*Your objective*. Work out how many lines of the records contain "ChildPolicy". Answer with the number and nothing else.

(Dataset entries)
● ● ● ● ● ● ●

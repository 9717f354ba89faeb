//! # System Constants
//!
//! Names and limits shared by the registration workflow components.

/// Environment variable selecting the configuration environment
pub const ENVIRONMENT_VAR: &str = "REGFLOW_ENV";

/// Prefix for environment variable configuration overrides (`REGFLOW__SECTION__KEY`)
pub const ENV_OVERRIDE_PREFIX: &str = "REGFLOW";

/// Separator between nested keys in environment overrides
pub const ENV_OVERRIDE_SEPARATOR: &str = "__";

/// Base name of the configuration files under the config directory
pub const CONFIG_FILE_STEM: &str = "regflow";

/// Longest topic display name accepted by configuration
pub const MAX_DISPLAY_NAME_LENGTH: usize = 100;

/// Characters of the display name an SMS message shows
pub const SMS_DISPLAY_NAME_LENGTH: usize = 10;

/// Registration attempts before giving up on a contended version
pub const MAX_REGISTRATION_ATTEMPTS: usize = 5;

/// Registered activity type names
pub mod activity_names {
    pub const GET_CONTACT: &str = "get_contact_activity";
    pub const SUBSCRIBE_TOPIC: &str = "subscribe_topic_activity";
    pub const WAIT_FOR_CONFIRMATION: &str = "wait_for_confirmation_activity";
    pub const CONFIRM_EMAIL: &str = "confirm_email_activity";
    pub const CONFIRM_SMS: &str = "confirm_sms_activity";
    pub const SEND_RESULT: &str = "send_result_activity";
}

/// Failure reasons reported by activities and the decider
pub mod reasons {
    pub const NO_INPUT: &str = "no input";
    pub const MISSING_INPUT: &str = "missing input";
    pub const MALFORMED_INPUT: &str = "malformed input";
    pub const TOPIC_CREATION_FAILED: &str = "topic creation failed";
    pub const SUBSCRIPTION_FAILED: &str = "subscription failed";
    pub const NO_CONFIRMATION: &str = "no subscriptions could be confirmed";
    pub const CONFIRMATION_WAIT_EXCEEDED: &str = "confirmation wait exceeded";
    pub const HEARTBEAT_REJECTED: &str = "heartbeat rejected";
    pub const PUBLISH_FAILED: &str = "publish failed";
    pub const ACTIVITY_PANICKED: &str = "activity panicked";
    pub const MALFORMED_RESULT: &str = "malformed activity result";
}
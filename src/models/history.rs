//! # Execution History
//!
//! The ordered, append-only event log of a workflow execution. Event ids
//! start at 1 and increase by exactly one. The decider's entire state is a
//! pure function of this log.

use chrono::{DateTime, Utc};
use serde::{Deserialize, Serialize};
use std::fmt;

use super::definition::{ActivityTimeouts, ChildPolicy, DefinitionKey};

/// Which activity timeout fired
#[derive(Debug, Clone, Copy, PartialEq, Eq, Hash, Serialize, Deserialize)]
#[serde(rename_all = "SCREAMING_SNAKE_CASE")]
pub enum TimeoutType {
    ScheduleToStart,
    StartToClose,
    ScheduleToClose,
    Heartbeat,
}

impl fmt::Display for TimeoutType {
    fn fmt(&self, f: &mut fmt::Formatter<'_>) -> fmt::Result {
        match self {
            Self::ScheduleToStart => write!(f, "SCHEDULE_TO_START"),
            Self::StartToClose => write!(f, "START_TO_CLOSE"),
            Self::ScheduleToClose => write!(f, "SCHEDULE_TO_CLOSE"),
            Self::Heartbeat => write!(f, "HEARTBEAT"),
        }
    }
}

/// Pipeline position encoded into every scheduled activity id
#[derive(Debug, Clone, Copy, PartialEq, Eq, Hash, PartialOrd, Ord)]
pub struct ActivityId {
    pub step: usize,
    pub member: usize,
}

impl ActivityId {
    pub fn new(step: usize, member: usize) -> Self {
        Self { step, member }
    }
}

impl fmt::Display for ActivityId {
    fn fmt(&self, f: &mut fmt::Formatter<'_>) -> fmt::Result {
        write!(f, "{}.{}", self.step, self.member)
    }
}

impl std::str::FromStr for ActivityId {
    type Err = String;

    fn from_str(s: &str) -> Result<Self, Self::Err> {
        let (step, member) = s
            .split_once('.')
            .ok_or_else(|| format!("Invalid activity id: {s}"))?;
        let step = step
            .parse()
            .map_err(|_| format!("Invalid activity id step: {s}"))?;
        let member = member
            .parse()
            .map_err(|_| format!("Invalid activity id member: {s}"))?;
        Ok(Self { step, member })
    }
}

#[derive(Debug, Clone, PartialEq, Serialize, Deserialize)]
#[serde(tag = "event_type", rename_all = "PascalCase")]
pub enum EventKind {
    WorkflowExecutionStarted {
        workflow_type: DefinitionKey,
        input: Option<String>,
        task_list: String,
        child_policy: ChildPolicy,
        execution_start_to_close_timeout_ms: u64,
        task_start_to_close_timeout_ms: u64,
    },
    DecisionTaskScheduled {
        task_list: String,
    },
    DecisionTaskStarted {
        scheduled_event_id: i64,
        identity: String,
    },
    DecisionTaskCompleted {
        scheduled_event_id: i64,
        started_event_id: i64,
    },
    DecisionTaskTimedOut {
        scheduled_event_id: i64,
        started_event_id: i64,
    },
    ActivityTaskScheduled {
        activity_type: DefinitionKey,
        activity_id: String,
        input: Option<String>,
        task_list: String,
        timeouts: ActivityTimeouts,
        decision_task_completed_event_id: i64,
    },
    ScheduleActivityTaskFailed {
        activity_type: DefinitionKey,
        activity_id: String,
        cause: String,
        decision_task_completed_event_id: i64,
    },
    ActivityTaskStarted {
        scheduled_event_id: i64,
        identity: String,
    },
    ActivityTaskCompleted {
        scheduled_event_id: i64,
        started_event_id: i64,
        result: Option<String>,
    },
    ActivityTaskFailed {
        scheduled_event_id: i64,
        started_event_id: i64,
        reason: String,
        details: String,
    },
    ActivityTaskTimedOut {
        scheduled_event_id: i64,
        started_event_id: Option<i64>,
        timeout_type: TimeoutType,
        /// Details of the last heartbeat, if any
        details: Option<String>,
    },
    WorkflowExecutionCompleted {
        result: Option<String>,
        decision_task_completed_event_id: i64,
    },
    WorkflowExecutionFailed {
        reason: String,
        details: String,
        decision_task_completed_event_id: i64,
    },
    WorkflowExecutionTimedOut {
        reason: String,
    },
}

impl EventKind {
    /// Name of the event type, as written in the history
    pub fn event_type(&self) -> &'static str {
        match self {
            Self::WorkflowExecutionStarted { .. } => "WorkflowExecutionStarted",
            Self::DecisionTaskScheduled { .. } => "DecisionTaskScheduled",
            Self::DecisionTaskStarted { .. } => "DecisionTaskStarted",
            Self::DecisionTaskCompleted { .. } => "DecisionTaskCompleted",
            Self::DecisionTaskTimedOut { .. } => "DecisionTaskTimedOut",
            Self::ActivityTaskScheduled { .. } => "ActivityTaskScheduled",
            Self::ScheduleActivityTaskFailed { .. } => "ScheduleActivityTaskFailed",
            Self::ActivityTaskStarted { .. } => "ActivityTaskStarted",
            Self::ActivityTaskCompleted { .. } => "ActivityTaskCompleted",
            Self::ActivityTaskFailed { .. } => "ActivityTaskFailed",
            Self::ActivityTaskTimedOut { .. } => "ActivityTaskTimedOut",
            Self::WorkflowExecutionCompleted { .. } => "WorkflowExecutionCompleted",
            Self::WorkflowExecutionFailed { .. } => "WorkflowExecutionFailed",
            Self::WorkflowExecutionTimedOut { .. } => "WorkflowExecutionTimedOut",
        }
    }

    /// Events that give the decider something new to react to
    pub fn requires_decision(&self) -> bool {
        matches!(
            self,
            Self::WorkflowExecutionStarted { .. }
                | Self::DecisionTaskTimedOut { .. }
                | Self::ScheduleActivityTaskFailed { .. }
                | Self::ActivityTaskCompleted { .. }
                | Self::ActivityTaskFailed { .. }
                | Self::ActivityTaskTimedOut { .. }
        )
    }

    pub fn closes_execution(&self) -> bool {
        matches!(
            self,
            Self::WorkflowExecutionCompleted { .. }
                | Self::WorkflowExecutionFailed { .. }
                | Self::WorkflowExecutionTimedOut { .. }
        )
    }
}

#[derive(Debug, Clone, PartialEq, Serialize, Deserialize)]
pub struct HistoryEvent {
    pub event_id: i64,
    pub event_timestamp: DateTime<Utc>,
    #[serde(flatten)]
    pub kind: EventKind,
}

impl HistoryEvent {
    pub fn new(event_id: i64, kind: EventKind) -> Self {
        Self {
            event_id,
            event_timestamp: Utc::now(),
            kind,
        }
    }

    pub fn event_type(&self) -> &'static str {
        self.kind.event_type()
    }
}

#[cfg(test)]
mod tests {
    use super::*;

    #[test]
    fn test_activity_id_round_trip() {
        let id = ActivityId::new(2, 1);
        assert_eq!(id.to_string(), "2.1");
        assert_eq!("2.1".parse::<ActivityId>().unwrap(), id);
        assert!("2".parse::<ActivityId>().is_err());
        assert!("a.b".parse::<ActivityId>().is_err());
    }

    #[test]
    fn test_event_serializes_with_flat_event_type() {
        let event = HistoryEvent::new(
            7,
            EventKind::ActivityTaskTimedOut {
                scheduled_event_id: 5,
                started_event_id: Some(6),
                timeout_type: TimeoutType::Heartbeat,
                details: Some("0 confirmed, 1 pending".to_string()),
            },
        );

        let json = serde_json::to_value(&event).unwrap();
        assert_eq!(json["event_type"], "ActivityTaskTimedOut");
        assert_eq!(json["timeout_type"], "HEARTBEAT");
        assert_eq!(json["event_id"], 7);

        let parsed: HistoryEvent = serde_json::from_value(json).unwrap();
        assert_eq!(parsed, event);
    }

    #[test]
    fn test_decision_triggers() {
        let completed = EventKind::ActivityTaskCompleted {
            scheduled_event_id: 1,
            started_event_id: 2,
            result: None,
        };
        let started = EventKind::ActivityTaskStarted {
            scheduled_event_id: 1,
            identity: "worker".to_string(),
        };
        assert!(completed.requires_decision());
        assert!(!started.requires_decision());
        assert!(EventKind::WorkflowExecutionTimedOut {
            reason: "execution timeout".to_string()
        }
        .closes_execution());
    }
}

● ● ● ● ● ● ●

*Solution for this task*. 2